Green tea reduces risk of lung cancer

Drinking green tea may help protect smokers from lung cancer, a study has shown.

Scientists found smokers who drank at least one cup of the antioxidant-rich beverage a day were almost 13 times less likely to develop the disease than those who drank no green tea.

Among smokers and non-smokers combined, drinking green tea led to a more than five-fold reduced risk of lung cancer.

The study was conducted in Taiwan, where people drink a lot of green tea.

Lead researcher I-Hsin Lin, from Chung Shan Medical University on the island, said: “Lung cancer is the leading cause of all cancer deaths in Taiwan.

“Tea, particularly green tea, has received a great deal of attention because tea polyphenols are strong antioxidants, and tea preparations have shown inhibitory activity against tumourigenesis.”

Mr Lin’s team compared 170 lung cancer patients and 340 healthy individuals who were asked to provide information on their smoking habits, green tea consumption, diet and family history.

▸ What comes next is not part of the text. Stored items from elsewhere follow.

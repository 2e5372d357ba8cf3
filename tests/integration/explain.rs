//! Provenance and why-queries across engine and debug layers

use strata_debug::{Origin, WhyQuery};
use strata_engine::{ProvenanceVerbosity, Reasoner, ReasonerConfig};
use strata_foundation::{Node, Triple};
use strata_language::{PrefixMap, parse_facts, parse_rules};
use strata_storage::{GraphStore, MemoryStore};

const SOURCE: &str = "@prefix ex: <http://example.org/> .
    -> (ex:Manager rdfs:subClassOf ex:Employee) .
    [inst: (?x rdf:type ?c) (?c rdfs:subClassOf ?d) -> (?x rdf:type ?d)]
    [paid: (?x rdf:type ex:Employee) -> (?x ex:receives ex:salary)]";

fn ex(local: &str) -> Node {
    Node::resource(format!("http://example.org/{local}"))
}

fn rdf_type() -> Node {
    Node::resource(strata_foundation::vocab::rdf::TYPE)
}

fn reasoned(verbosity: ProvenanceVerbosity) -> Reasoner {
    let rules = parse_rules(SOURCE).unwrap();
    let facts = parse_facts(
        "@prefix ex: <http://example.org/> .
         (ex:ann rdf:type ex:Manager)",
    )
    .unwrap();
    let mut store = MemoryStore::new();
    let base = store.create_graph(&"urn:org".into()).unwrap();
    store.insert_all(base, &facts).unwrap();

    let mut reasoner = Reasoner::with_config(ReasonerConfig::new().with_provenance(verbosity));
    reasoner.apply_axioms(&mut store, base, &rules).unwrap();
    reasoner.apply_rules(&mut store, base, base, &rules).unwrap();
    reasoner
}

#[test]
fn explanation_reaches_axioms_and_given_facts() {
    let reasoner = reasoned(ProvenanceVerbosity::Standard);
    let query = WhyQuery::new(reasoner.provenance());
    let salary = Triple::new(ex("ann"), ex("receives"), ex("salary"));

    let tree = query.why_depth(&salary, 5);

    assert_eq!(tree.rule(), Some("paid"));
    assert_eq!(tree.round(), Some(2));
    assert_eq!(tree.depth(), 3);

    let employee = &tree.premises[0];
    assert_eq!(employee.fact, Triple::new(ex("ann"), rdf_type(), ex("Employee")));
    assert_eq!(employee.rule(), Some("inst"));

    let origins: Vec<_> = employee.premises.iter().map(|p| &p.origin).collect();
    assert_eq!(origins[0], &Origin::Given);
    assert!(matches!(origins[1], Origin::Axiom(r) if r.round == 0));
}

#[test]
fn depth_limit_truncates_the_tree() {
    let reasoner = reasoned(ProvenanceVerbosity::Standard);
    let query = WhyQuery::new(reasoner.provenance());
    let salary = Triple::new(ex("ann"), ex("receives"), ex("salary"));

    let tree = query.why_depth(&salary, 1);

    assert_eq!(tree.depth(), 2);
    assert!(!tree.truncated);
    assert!(tree.premises[0].truncated);

    let mut prefixes = PrefixMap::new();
    prefixes.insert("ex", "http://example.org/");
    let text = tree.render(Some(&prefixes));
    assert_eq!(
        text.lines().collect::<Vec<_>>(),
        vec![
            "(ex:ann ex:receives ex:salary)  [paid, round 2]",
            "  (ex:ann rdf:type ex:Employee)  [inst, round 1]",
            "    ...",
        ]
    );
}

#[test]
fn minimal_provenance_has_no_premises() {
    let reasoner = reasoned(ProvenanceVerbosity::Minimal);
    let query = WhyQuery::new(reasoner.provenance());
    let salary = Triple::new(ex("ann"), ex("receives"), ex("salary"));

    let tree = query.why_depth(&salary, 5);
    assert!(tree.found());
    assert!(tree.premises.is_empty());
    assert_eq!(query.produced_by("inst").len(), 1);
}

#[test]
fn full_provenance_shows_bindings() {
    let reasoner = reasoned(ProvenanceVerbosity::Full);
    let query = WhyQuery::new(reasoner.provenance());
    let employee = Triple::new(ex("ann"), rdf_type(), ex("Employee"));

    let text = query.why_depth(&employee, 0).render(None);
    assert!(text.contains("with "));
    assert!(text.contains("?d=<http://example.org/Employee>"));
}

#[test]
fn nothing_is_recorded_when_provenance_is_off() {
    let reasoner = reasoned(ProvenanceVerbosity::Off);
    let query = WhyQuery::new(reasoner.provenance());
    let salary = Triple::new(ex("ann"), ex("receives"), ex("salary"));
    assert!(query.why(&salary).is_none());
    assert!(!query.why_depth(&salary, 3).found());
}
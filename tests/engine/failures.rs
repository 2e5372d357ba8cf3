//! Failure handling
//!
//! Store failures propagate with their rule and round, malformed rules are
//! rejected before anything is written, and caps stop runaway rule sets.

use std::cell::Cell;

use strata_engine::{Reasoner, ReasonerConfig, apply_axioms, apply_rules};
use strata_foundation::{Error, ErrorKind, GraphId, GraphName, Result, SemanticLimit, Triple};
use strata_storage::{GraphStore, Lookup, MemoryStore, Statements};

use crate::{rules, store_with};

/// A store that fails on demand and otherwise forwards to a `MemoryStore`.
struct FailingStore {
    inner: MemoryStore,
    fail_commit: bool,
    fail_remove: bool,
    /// Lookups left before lookups start failing.
    lookups_left: Cell<Option<usize>>,
}

impl FailingStore {
    fn new(inner: MemoryStore) -> Self {
        Self {
            inner,
            fail_commit: false,
            fail_remove: false,
            lookups_left: Cell::new(None),
        }
    }
}

impl GraphStore for FailingStore {
    fn create_graph(&mut self, name: &GraphName) -> Result<GraphId> {
        self.inner.create_graph(name)
    }

    fn find_graph(&self, name: &GraphName) -> Option<GraphId> {
        self.inner.find_graph(name)
    }

    fn graph_name(&self, id: GraphId) -> Option<GraphName> {
        self.inner.graph_name(id)
    }

    fn graphs(&self) -> Vec<(GraphId, GraphName)> {
        self.inner.graphs()
    }

    fn remove_graph(&mut self, id: GraphId) -> Result<()> {
        if self.fail_remove {
            return Err(Error::store("graph is locked"));
        }
        self.inner.remove_graph(id)
    }

    fn get_statements(&self, lookup: &Lookup, graphs: &[GraphId]) -> Result<Statements<'_>> {
        if let Some(left) = self.lookups_left.get() {
            if left == 0 {
                return Err(Error::store("connection lost"));
            }
            self.lookups_left.set(Some(left - 1));
        }
        self.inner.get_statements(lookup, graphs)
    }

    fn add_base(&mut self, graph: GraphId, triples: &[Triple]) -> Result<()> {
        self.inner.add_base(graph, triples)
    }

    fn commit(&mut self) -> Result<()> {
        if self.fail_commit {
            self.inner.rollback();
            return Err(Error::store("commit refused"));
        }
        self.inner.commit()
    }

    fn rollback(&mut self) {
        self.inner.rollback();
    }
}

const TRANS: &str = "[trans: (?x ex:lt ?y) (?y ex:lt ?z) -> (?x ex:lt ?z)]";

// =============================================================================
// Store Failures
// =============================================================================

#[test]
fn failed_commit_discards_the_round() {
    let (inner, base) = store_with("(ex:a ex:lt ex:b) (ex:b ex:lt ex:c)");
    let mut store = FailingStore::new(inner);
    store.fail_commit = true;

    let err = apply_rules(&mut store, base, base, &rules(TRANS)).unwrap_err();

    assert!(matches!(err.kind, ErrorKind::Store(ref m) if m == "commit refused"));
    let frames = err.context.map(|c| c.stack).unwrap_or_default();
    assert_eq!(frames, vec!["round 1"]);
    assert!(store.find_graph(&"urn:base#stratum-1".into()).is_none());
    assert_eq!(store.inner.total_len(), 2);
    assert_eq!(store.inner.staged_len(), 0);
}

#[test]
fn failed_stratum_cleanup_is_reported() {
    let (inner, base) = store_with("(ex:a ex:lt ex:b) (ex:b ex:lt ex:c)");
    let mut store = FailingStore::new(inner);
    store.fail_commit = true;
    store.fail_remove = true;

    let err = apply_rules(&mut store, base, base, &rules(TRANS)).unwrap_err();

    assert!(matches!(err.kind, ErrorKind::Store(ref m) if m == "commit refused"));
    let frames = err.context.map(|c| c.stack).unwrap_or_default();
    assert_eq!(frames.len(), 2);
    assert!(frames[0].contains("urn:base#stratum-1"), "{frames:?}");
    assert!(frames[0].contains("graph is locked"), "{frames:?}");
    assert_eq!(frames[1], "round 1");
}

#[test]
fn failed_lookup_names_rule_and_round() {
    let (inner, base) = store_with("(ex:a ex:lt ex:b) (ex:b ex:lt ex:c)");
    let mut store = FailingStore::new(inner);
    store.lookups_left.set(Some(2));

    let err = apply_rules(&mut store, base, base, &rules(TRANS)).unwrap_err();

    assert!(matches!(err.kind, ErrorKind::Store(_)));
    let frames = err.context.map(|c| c.stack).unwrap_or_default();
    assert_eq!(frames.last().map(String::as_str), Some("round 1"));
    assert!(store.find_graph(&"urn:base#stratum-1".into()).is_none());
}

#[test]
fn earlier_strata_survive_a_later_failure() {
    let (inner, base) = store_with("(ex:a ex:lt ex:b) (ex:b ex:lt ex:c) (ex:c ex:lt ex:d)");
    let mut store = FailingStore::new(inner);
    let rules = rules(TRANS);

    // Stop after round 1, then fail the next call's first commit.
    let mut reasoner = Reasoner::with_config(ReasonerConfig::new().with_max_rounds(1));
    assert!(reasoner.apply_rules(&mut store, base, base, &rules).is_err());
    assert!(store.find_graph(&"urn:base#stratum-1".into()).is_some());

    store.fail_commit = true;
    let err = Reasoner::new()
        .apply_rules(&mut store, base, base, &rules)
        .unwrap_err();
    assert!(matches!(err.kind, ErrorKind::Store(_)));
    assert!(store.find_graph(&"urn:base#stratum-1".into()).is_some());
    assert!(store.find_graph(&"urn:base#stratum-2".into()).is_none());
}

#[test]
fn failed_axiom_commit_writes_nothing() {
    let (inner, base) = store_with("");
    let mut store = FailingStore::new(inner);
    store.fail_commit = true;

    let err = apply_axioms(&mut store, base, &rules("-> (ex:a ex:b ex:c) .")).unwrap_err();
    assert!(matches!(err.kind, ErrorKind::Store(_)));
    assert_eq!(store.inner.total_len(), 0);
}

// =============================================================================
// Rule Shape Errors
// =============================================================================

#[test]
fn unbound_head_variable_is_rejected_before_any_round() {
    let (mut store, base) = store_with("(ex:a ex:p ex:b)");
    let rules = rules("[bad: (?x ex:p ?y) -> (?x ex:q ?z)]");

    let err = apply_rules(&mut store, base, base, &rules).unwrap_err();

    assert!(matches!(
        err.kind,
        ErrorKind::UnboundVariable { ref rule, ref variable } if rule == "bad" && variable.contains('z')
    ));
    assert_eq!(store.graphs().len(), 1);
}

#[test]
fn head_variable_seen_only_by_a_test_builtin_is_rejected() {
    let (mut store, base) = store_with("(ex:a ex:p ex:b)");
    let rules = rules("[r: (?a ex:p ?b) notLiteral(?x) -> (?a ex:q ?x)]");

    let err = apply_rules(&mut store, base, base, &rules).unwrap_err();

    assert!(matches!(
        err.kind,
        ErrorKind::UnboundVariable { ref variable, .. } if variable == "?x"
    ));
    assert_eq!(store.graphs().len(), 1);
}

#[test]
fn unknown_builtin_is_rejected() {
    let (mut store, base) = store_with("(ex:a ex:p ex:b)");
    let rules = rules("[odd: (?x ex:p ?y) frobnicate(?x) -> (?y ex:p ?x)]");
    let err = apply_rules(&mut store, base, base, &rules).unwrap_err();
    assert!(err.is_rule_error());
    assert!(err.to_string().contains("frobnicate"));
}

#[test]
fn non_ground_axiom_is_rejected() {
    let (mut store, base) = store_with("");
    let err = apply_axioms(&mut store, base, &rules("-> (?x ex:b ex:c) .")).unwrap_err();
    assert!(matches!(err.kind, ErrorKind::InvalidRule { .. }));
}

#[test]
fn unknown_graph_is_an_error() {
    let (mut store, _) = store_with("");
    let err = apply_rules(&mut store, GraphId::new(42), GraphId::new(42), &rules(TRANS))
        .unwrap_err();
    assert!(matches!(err.kind, ErrorKind::UnknownGraph(_)));
}

// =============================================================================
// Caps
// =============================================================================

#[test]
fn unbounded_generator_is_stopped_by_a_derivation_cap() {
    let (mut store, base) = store_with("(ex:zero ex:count 0)");
    let rules = rules("[next: (?x ex:count ?n) sum(?n, 1, ?m) -> (?x ex:count ?m)]");

    let mut reasoner = Reasoner::with_config(ReasonerConfig::new().with_max_derivations(25));
    let err = reasoner.apply_rules(&mut store, base, base, &rules).unwrap_err();

    assert!(matches!(
        err.kind,
        ErrorKind::LimitExceeded(SemanticLimit::MaxDerivations { limit: 25, .. })
    ));
    assert_eq!(reasoner.stats().strata_created, 25);
}

#[test]
fn unbounded_generator_is_stopped_by_a_round_cap() {
    let (mut store, base) = store_with("(ex:zero ex:count 0)");
    let rules = rules("[next: (?x ex:count ?n) sum(?n, 1, ?m) -> (?x ex:count ?m)]");

    let mut reasoner = Reasoner::with_config(ReasonerConfig::new().with_max_rounds(10));
    let err = reasoner.apply_rules(&mut store, base, base, &rules).unwrap_err();

    assert!(matches!(
        err.kind,
        ErrorKind::LimitExceeded(SemanticLimit::MaxRounds { limit: 10 })
    ));
    assert_eq!(reasoner.stats().strata_created, 10);
    assert_eq!(store.total_len(), 11);
}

Participants were also tested for growth factors – biological chemicals – that stimulate cell growth, known to be associated with cancer.

Green tea drinkers genetically predisposed to have less harmful growth factor variants were 66% less likely to develop lung cancer than tea drinkers with a more hazardous version.

“Our study may represent a clue that in the case of lung cancer, smoking-induced carcinogenesis could be modulated by green tea consumption and the growth factor environment,” said Mr Lin.

The findings were presented yesterday at the Molecular Origins of Lung Cancer conference in Coronado, California. The meeting was jointly organised by the American Association for Cancer Research (AACR) and the Inter-national Association for the Study of Lung Cancer (IASLC).